Solo Travel Tips: Travel Alone and Love it

Solo Travel Tips: Travel Alone and Love it

"Traveling alone delivers access to the world in ways that other forms of travel don't. It is a must mode of travel, at least some of the time.

When you travel alone, you travel on your terms. You get to do what you want when you want. You can connect with people if you wish or avoid them completely. Those are the obvious benefits for going solo as a traveler.

But there are many benefits of solo travel that affect your whole life. The experience encourages you to stretch and grow as a person. You gain confidence and get better at problem solving. You understand yourself better, become more independent and become a more interesting person.

For some people, enjoying a solo trip comes naturally. Others have to work at how to travel alone. Most who do, fall in love with it. Here are a few things you can do to ensure a great solo adventure.

  1. Visualize the trip you want. Start thinking about the opportunities that are present when you travel alone long before you leave. Is it down time you really want? Build that into the plan. Are you after a creative travel experience? Research the opportunities before you go and then dream on them until you get there.

  2. Gather as much first hand knowledge you can before you go. Talk to people who have already gone to your destination. Use your social network to find people.

  3. Learn to chat with strangers. Starting conversations with strangers can be a challenge, especially when you're an introvert like I am. However, these conversations can be trip-changing, if not life-changing. There are many skills that can be developed for this and, what I have certainly found, is that you are never too old to learn them.
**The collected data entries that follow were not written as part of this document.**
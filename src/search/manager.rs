//! Search manager / 搜索管理器
//!
//! Owns the bounded worker pool. Accepts performers, runs them
//! concurrently, tracks which tokens are live and posts delivery events to
//! the single registered listener over a channel. Performer work never
//! calls back into the coordinator; everything crosses the channel.
//! 持有有界工作池，执行器并发运行，事件经通道投递给唯一监听者。
//!
//! The hard correctness property is `Finished` firing exactly once per
//! token: the outstanding count is decremented and checked under the
//! group-map lock, never read-then-written.
//! 每令牌恰好一次 Finished：计数在持锁状态下减一并判零。

use std::collections::HashMap;
use std::sync::atomic::{AtomicBool, AtomicUsize, Ordering};
use std::sync::Arc;

use parking_lot::{Mutex, RwLock};
use thiserror::Error;
use tokio::sync::mpsc;
use tokio::sync::Semaphore;
use tokio::task::JoinHandle;

use super::performer::{PerformerControl, SearchPerformer};
use super::schema::{RawResult, SearchToken};

#[derive(Error, Debug)]
pub enum SearchError {
    /// The pool can no longer schedule anything; the only fatal class
    /// surfaced to callers. / 池已关闭，唯一上抛的致命错误。
    #[error("search manager is shut down")]
    Shutdown,
}

/// Delivery events posted to the listener / 投递给监听者的事件
#[derive(Debug)]
pub enum SearchEvent {
    /// One batch from one performer, in production order per performer
    /// 单执行器的一个批次，按产出顺序投递
    Results {
        token: SearchToken,
        source: String,
        results: Vec<RawResult>,
    },
    /// All performers of the token reached a terminal state; fired exactly
    /// once, after their last `Results` was posted. / 恰好一次
    Finished { token: SearchToken },
}

/// Emission handle a running performer writes batches into. Re-checks the
/// stop flag on every call and never blocks (post-and-return).
/// 执行器的产出句柄，每次调用复查停止标志，从不阻塞。
#[derive(Clone)]
pub struct BatchSink {
    token: SearchToken,
    source: String,
    control: Arc<PerformerControl>,
    tx: mpsc::UnboundedSender<SearchEvent>,
}

impl BatchSink {
    pub(crate) fn new(
        token: SearchToken,
        source: impl Into<String>,
        control: Arc<PerformerControl>,
        tx: mpsc::UnboundedSender<SearchEvent>,
    ) -> Self {
        Self {
            token,
            source: source.into(),
            control,
            tx,
        }
    }

    /// Post one batch. Returns false when the performer was stopped or the
    /// listener is gone. / 投递一个批次，已停止或监听者消失时返回 false。
    pub fn deliver(&self, results: Vec<RawResult>) -> bool {
        if results.is_empty() {
            return true;
        }
        if self.control.is_stopped() {
            return false;
        }
        self.tx
            .send(SearchEvent::Results {
                token: self.token,
                source: self.source.clone(),
                results,
            })
            .is_ok()
    }
}

/// Book-keeping for one token's performers / 单令牌的执行器记录
struct TokenGroup {
    outstanding: AtomicUsize,
    stopped: AtomicBool,
    performers: Mutex<Vec<Arc<dyn SearchPerformer>>>,
    handles: Mutex<Vec<JoinHandle<()>>>,
}

impl TokenGroup {
    fn new() -> Self {
        Self {
            outstanding: AtomicUsize::new(0),
            stopped: AtomicBool::new(false),
            performers: Mutex::new(Vec::new()),
            handles: Mutex::new(Vec::new()),
        }
    }
}

pub struct SearchManager {
    groups: Arc<RwLock<HashMap<SearchToken, Arc<TokenGroup>>>>,
    pool: Arc<Semaphore>,
    event_tx: mpsc::UnboundedSender<SearchEvent>,
    shutdown: AtomicBool,
}

impl SearchManager {
    /// Create a manager with a fixed-size pool. The returned receiver is
    /// the single listener registration; `Results` and `Finished` events
    /// arrive on it. / 创建固定大小的工作池，返回值中的接收端即唯一监听者。
    pub fn new(worker_threads: usize) -> (Self, mpsc::UnboundedReceiver<SearchEvent>) {
        let (event_tx, event_rx) = mpsc::unbounded_channel();
        let manager = Self {
            groups: Arc::new(RwLock::new(HashMap::new())),
            pool: Arc::new(Semaphore::new(worker_threads.max(1))),
            event_tx,
            shutdown: AtomicBool::new(false),
        };
        (manager, event_rx)
    }

    /// Submit a performer for execution; returns immediately. Performers
    /// beyond pool capacity queue for a permit instead of spawning extra
    /// execution contexts. Submitting against an already-stopped token is
    /// a no-op: the performer transitions straight to stopped.
    /// 提交执行器并立即返回，超出池容量的排队等待；已停止令牌下的提交为空操作。
    pub fn perform(&self, performer: Arc<dyn SearchPerformer>) -> Result<(), SearchError> {
        if self.shutdown.load(Ordering::SeqCst) {
            performer.stop();
            return Err(SearchError::Shutdown);
        }

        let token = performer.token();
        let group = {
            let mut groups = self.groups.write();
            let group = groups
                .entry(token)
                .or_insert_with(|| Arc::new(TokenGroup::new()))
                .clone();
            if group.stopped.load(Ordering::SeqCst) {
                performer.stop();
                return Ok(());
            }
            group.outstanding.fetch_add(1, Ordering::SeqCst);
            group.performers.lock().push(performer.clone());
            group
        };

        let sink = BatchSink::new(
            token,
            performer.source(),
            performer.control().clone(),
            self.event_tx.clone(),
        );
        let pool = self.pool.clone();
        let groups = self.groups.clone();
        let tx = self.event_tx.clone();
        let task_group = group.clone();

        let handle = tokio::spawn(async move {
            match pool.acquire_owned().await {
                Ok(_permit) => {
                    if !performer.is_stopped() {
                        tracing::debug!(token, source = performer.source(), "performer started");
                        if let Err(e) = performer.run(sink).await {
                            // engine failures end this performer only
                            tracing::debug!(
                                token,
                                source = performer.source(),
                                error = %e,
                                "performer ended with error"
                            );
                        }
                    }
                }
                Err(_) => {
                    // pool closed during shutdown, never ran
                }
            }
            performer.stop();

            let finished = {
                let mut groups = groups.write();
                let remaining = task_group.outstanding.fetch_sub(1, Ordering::SeqCst) - 1;
                if remaining == 0 {
                    if let Some(current) = groups.get(&token) {
                        if Arc::ptr_eq(current, &task_group) {
                            groups.remove(&token);
                        }
                    }
                    true
                } else {
                    false
                }
            };
            if finished {
                let _ = tx.send(SearchEvent::Finished { token });
            }
        });
        group.handles.lock().push(handle);
        Ok(())
    }

    /// Stop every performer whose token matches. Unknown or already
    /// terminal tokens are a no-op. / 停止该令牌下的全部执行器，未知令牌为空操作。
    pub fn stop(&self, token: SearchToken) {
        let group = self.groups.read().get(&token).cloned();
        if let Some(group) = group {
            group.stopped.store(true, Ordering::SeqCst);
            for performer in group.performers.lock().iter() {
                performer.stop();
            }
            tracing::debug!(token, "search stopped");
        }
    }

    /// Stop all performers and drain the pool. Expected once at teardown.
    /// 停止全部执行器并等待池排空，进程退出时调用一次。
    pub async fn stop_all(&self) {
        self.shutdown.store(true, Ordering::SeqCst);
        self.pool.close();

        let groups: Vec<Arc<TokenGroup>> = self.groups.read().values().cloned().collect();
        let mut handles = Vec::new();
        for group in &groups {
            group.stopped.store(true, Ordering::SeqCst);
            for performer in group.performers.lock().iter() {
                performer.stop();
            }
            handles.append(&mut group.handles.lock());
        }
        tracing::info!(tasks = handles.len(), "draining search worker pool");
        futures::future::join_all(handles).await;
    }

    /// Tokens that still have performers in flight / 仍有执行器在途的令牌
    pub fn active_tokens(&self) -> Vec<SearchToken> {
        self.groups.read().keys().copied().collect()
    }
}
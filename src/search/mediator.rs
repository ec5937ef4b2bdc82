//! Search mediator / 搜索中介
//!
//! Top-level coordinator: allocates tokens, validates queries, dispatches
//! one performer per enabled engine, and pumps manager events into the
//! display surface after filtering and conversion. All delivery crosses a
//! channel; performer work never blocks the coordinator side.
//! 顶层协调者：分配令牌、校验查询、按引擎派发执行器，并把管理器事件
//! 过滤转换后推送到展示层。投递全部经由通道，不阻塞协调侧。

use std::collections::{HashMap, HashSet};
use std::sync::atomic::{AtomicU64, Ordering};
use std::sync::Arc;

use chrono::Utc;
use parking_lot::{Mutex, RwLock};
use tokio::sync::mpsc;
use tokio::task::JoinHandle;

use crate::config::SearchConfig;
use crate::engines::EngineRegistry;

use super::manager::{SearchError, SearchEvent, SearchManager};
use super::schema::{
    DisplayKind, DisplayResult, QueryValidation, RawResult, ResultKind, SearchQuery, SearchToken,
    INVALID_TOKEN,
};
use super::tokenizer;

/// Display collaborator consuming render-ready results / 展示层协作者
pub trait DisplaySurface: Send + Sync {
    fn add_result(&self, token: SearchToken, result: DisplayResult);

    /// No further results expected for the token; called exactly once
    /// 该令牌不再有结果，恰好调用一次
    fn mark_idle(&self, token: SearchToken);

    fn active_tokens(&self) -> HashSet<SearchToken>;
}

/// 校验查询，仅计算状态码，不产生用户可见文案
pub fn validate_query(query: &SearchQuery, config: &SearchConfig) -> QueryValidation {
    let normalized = tokenizer::normalize(query.keywords.trim());
    if normalized.is_empty() {
        return QueryValidation::Empty;
    }
    let length = normalized.chars().count();
    if length < config.min_query_length {
        return QueryValidation::TooShort;
    }
    if length > config.max_query_length {
        return QueryValidation::TooLong;
    }
    if let Some(xml) = &query.xml {
        if xml.len() > config.max_xml_query_length {
            return QueryValidation::XmlTooLong;
        }
    }
    QueryValidation::Valid
}

/// One live search binding / 一次在途搜索的绑定
#[derive(Clone)]
struct ActiveSearch {
    query: String,
    /// Normalized filter tokens, computed once at dispatch
    /// 过滤词元，派发时一次性计算
    tokens: Vec<String>,
    surface: Arc<dyn DisplaySurface>,
}

pub struct SearchMediator {
    config: SearchConfig,
    engines: Arc<EngineRegistry>,
    manager: Arc<SearchManager>,
    active: RwLock<HashMap<SearchToken, ActiveSearch>>,
    /// Monotonic token source; never yields 0 / 单调令牌源，永不为 0
    token_seq: AtomicU64,
    pump: Mutex<Option<JoinHandle<()>>>,
}

impl SearchMediator {
    /// Wire the mediator to the manager's event stream. The receiver is
    /// the single listener registration. / 接管管理器事件流（唯一监听者）。
    pub fn new(
        config: SearchConfig,
        engines: Arc<EngineRegistry>,
        manager: Arc<SearchManager>,
        events: mpsc::UnboundedReceiver<SearchEvent>,
    ) -> Arc<Self> {
        let mediator = Arc::new(Self {
            config,
            engines,
            manager,
            active: RwLock::new(HashMap::new()),
            token_seq: AtomicU64::new(1),
            pump: Mutex::new(None),
        });
        mediator.spawn_pump(events);
        mediator
    }

    fn spawn_pump(self: &Arc<Self>, mut events: mpsc::UnboundedReceiver<SearchEvent>) {
        let weak = Arc::downgrade(self);
        let handle = tokio::spawn(async move {
            while let Some(event) = events.recv().await {
                let Some(mediator) = weak.upgrade() else {
                    break;
                };
                match event {
                    SearchEvent::Results {
                        token,
                        source,
                        results,
                    } => mediator.on_results(token, &source, results),
                    SearchEvent::Finished { token } => mediator.on_finished(token),
                }
            }
        });
        *self.pump.lock() = Some(handle);
    }

    fn next_token(&self) -> SearchToken {
        self.token_seq.fetch_add(1, Ordering::SeqCst)
    }

    /// Validate, allocate a token, bind the surface and dispatch one
    /// performer per enabled engine. `Ok(INVALID_TOKEN)` signals a
    /// validation failure; `Err` is reserved for the pool being unable to
    /// schedule at all. / 校验失败返回 0，仅池不可用时报错。
    pub fn trigger_search(
        &self,
        query: &SearchQuery,
        surface: Arc<dyn DisplaySurface>,
    ) -> Result<SearchToken, SearchError> {
        let verdict = validate_query(query, &self.config);
        if verdict != QueryValidation::Valid {
            tracing::debug!(?verdict, "query rejected");
            return Ok(INVALID_TOKEN);
        }

        let token = self.next_token();
        let tokens = tokenizer::tokenize(&query.keywords);
        self.active.write().insert(
            token,
            ActiveSearch {
                query: query.keywords.clone(),
                tokens,
                surface,
            },
        );

        if let Err(e) = self.dispatch(token, &query.keywords) {
            self.active.write().remove(&token);
            return Err(e);
        }
        Ok(token)
    }

    /// Stop the prior token and rerun its query under a fresh token bound
    /// to the same surface. Filter state is recomputed, never carried
    /// over. / 停止旧令牌，用新令牌重跑同一查询并重绑同一展示层。
    pub fn repeat_search(&self, prior: SearchToken) -> Result<SearchToken, SearchError> {
        let previous = self.active.write().remove(&prior);
        let Some(previous) = previous else {
            return Ok(INVALID_TOKEN);
        };
        self.manager.stop(prior);

        let token = self.next_token();
        let tokens = tokenizer::tokenize(&previous.query);
        self.active.write().insert(
            token,
            ActiveSearch {
                query: previous.query.clone(),
                tokens,
                surface: previous.surface.clone(),
            },
        );

        if let Err(e) = self.dispatch(token, &previous.query) {
            self.active.write().remove(&token);
            return Err(e);
        }
        Ok(token)
    }

    fn dispatch(&self, token: SearchToken, keywords: &str) -> Result<(), SearchError> {
        let engines = self.engines.enabled();
        tracing::info!(token, engines = engines.len(), "search dispatched");
        for engine in engines {
            let performer = engine.performer(token, keywords);
            self.manager.perform(performer)?;
        }
        Ok(())
    }

    /// Cooperative cancellation of one search / 协作式停止一次搜索
    pub fn stop_search(&self, token: SearchToken) {
        self.manager.stop(token);
    }

    /// The display closed the search: stop it and forget the binding, so
    /// any late delivery is discarded. / 展示层关闭搜索，停止并遗忘绑定。
    pub fn close_search(&self, token: SearchToken) {
        self.manager.stop(token);
        self.active.write().remove(&token);
    }

    /// Stop all tokens and drain the pool; once at process teardown.
    /// 停止全部令牌并排空池，进程退出时调用一次。
    pub async fn shutdown(&self) {
        tracing::info!("search mediator shutting down");
        self.manager.stop_all().await;
    }

    fn on_results(&self, token: SearchToken, source: &str, results: Vec<RawResult>) {
        let search = self.active.read().get(&token).cloned();
        let Some(search) = search else {
            // expected race between stop and late delivery, not an error
            tracing::debug!(token, source, "discarding results for unknown token");
            return;
        };
        let Some(engine) = self.engines.by_name(source) else {
            tracing::debug!(token, source, "discarding results from unknown engine");
            return;
        };

        let filtered = if engine.is_filter_exempt() {
            results
        } else {
            tokenizer::filter_batch(&search.tokens, &results)
        };
        if filtered.is_empty() {
            return;
        }

        tracing::debug!(token, source, count = filtered.len(), "results delivered");
        for raw in &filtered {
            let display = convert_result(token, &search.query, engine.name(), raw);
            search.surface.add_result(token, display);
        }
    }

    fn on_finished(&self, token: SearchToken) {
        let search = self.active.read().get(&token).cloned();
        if let Some(search) = search {
            tracing::info!(token, query = %search.query, "search finished");
            search.surface.mark_idle(token);
        }
    }

    /// Tokens currently bound to a surface / 当前绑定到展示层的令牌
    pub fn bound_tokens(&self) -> Vec<SearchToken> {
        self.active.read().keys().copied().collect()
    }
}

/// Convert a raw result, dispatching on its variant tag / 按变体标签转换
fn convert_result(
    token: SearchToken,
    query: &str,
    engine: &str,
    raw: &RawResult,
) -> DisplayResult {
    let kind = match &raw.kind {
        ResultKind::Plain => DisplayKind::Plain,
        ResultKind::File { .. } => DisplayKind::File,
        ResultKind::Torrent(_) => DisplayKind::Torrent,
        ResultKind::Crawled { .. } => DisplayKind::TorrentFile,
    };
    DisplayResult {
        token,
        engine: engine.to_string(),
        query: query.to_string(),
        display_name: raw.display_name.clone(),
        filename: raw.filename().map(str::to_string),
        size: raw.size(),
        seeds: raw.seeds(),
        detail_url: raw.detail_url.clone(),
        kind,
        received_at: Utc::now(),
    }
}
  4. Tap the experience of the people you meet. As a solo traveler, you'll meet more travelers and locals than those who travel with a partner. Ask a traveler about the best thing they've done so far or a local for the best hidden gem restaurant in the area. The people you meet and the advice they offer will greatly enrich your trip.

  5. Be flexible. When suggestions or opportunities arise from these chance encounters, be flexible enough to act on them. There are times when flexibility must reign and the schedule should be thrown away.

  6. Don't over-plan. It is only by having extra time in your itinerary that you can spend a little more of it at the market, linger over a coffee at an outdoor café, or take that trip into the mountains you hadn't considered.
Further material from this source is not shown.